No it is not odd that you feel this way at all. You need som serious counseling, or support. I've learned that the the biggest challenge to find happiness is to embrace change. Do whatever it takes to handle these feelings and try to appreciate them.
I am not autistic though. So I don't speak with experience but have empathy towards your situation. Acceptance is key because there is no going back.
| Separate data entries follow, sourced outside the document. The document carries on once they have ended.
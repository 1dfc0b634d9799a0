//! `aromes-core` — shared foundation for the catalog crates.
//!
//! This crate contains **pure domain** primitives (no IO, no HTTP).

pub mod error;
pub mod id;

pub use error::{CatalogError, CatalogResult};
pub use id::ProductId;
I was diagnosed with ASD as an adult, and I thought it was pretty accurate from my record as a child, but lately I've been actually tuning in and feeling emotion, discerning facial expressions, and generally doing things that Aspies generally do not do well. The thing that I'm finding really annoying is this new found ability to show and feel "empathy" by looking at facial expressions and hearing cries of joy and distress. It just makes me feel really odd, especially when I watch certain happy or sad things. Seeing and hearing people I didn't know cry used to not affect me at all; it was just odd, sometimes funny actually. Now, I feel like crying when I tune in. Yeah, for those of you who aren't familiar with autism, I'm sure this sounds "wonderful," but I can't stand it. It's not that I didn't understand emotions as well; I just didn't express them well. Now, it's like I'm hyper-sensitive. I don't want to be around people because of this. I think it's really odd to "feel" the way other people act like they're feeling just because you hear or see it. I used to just assume most people were acting. I felt safe when I didn't notice. I feel hurt, confused, frustrated, and angry now that I can feel. I almost hate this! It isn't "normal" for me. I want to be numb, because emotional numbness is my normal.
The thing is you should have the capacity to feel great joy and love. Those feelings compensate for the feelings of sadness or grief that you find so difficult.
To feel these things is to be a functional human being. Even though you find the feelings uncomfortable, try to embrace them as part of what almost all of us humans experience.
I think you sound like a more compassionate person now...and that's good!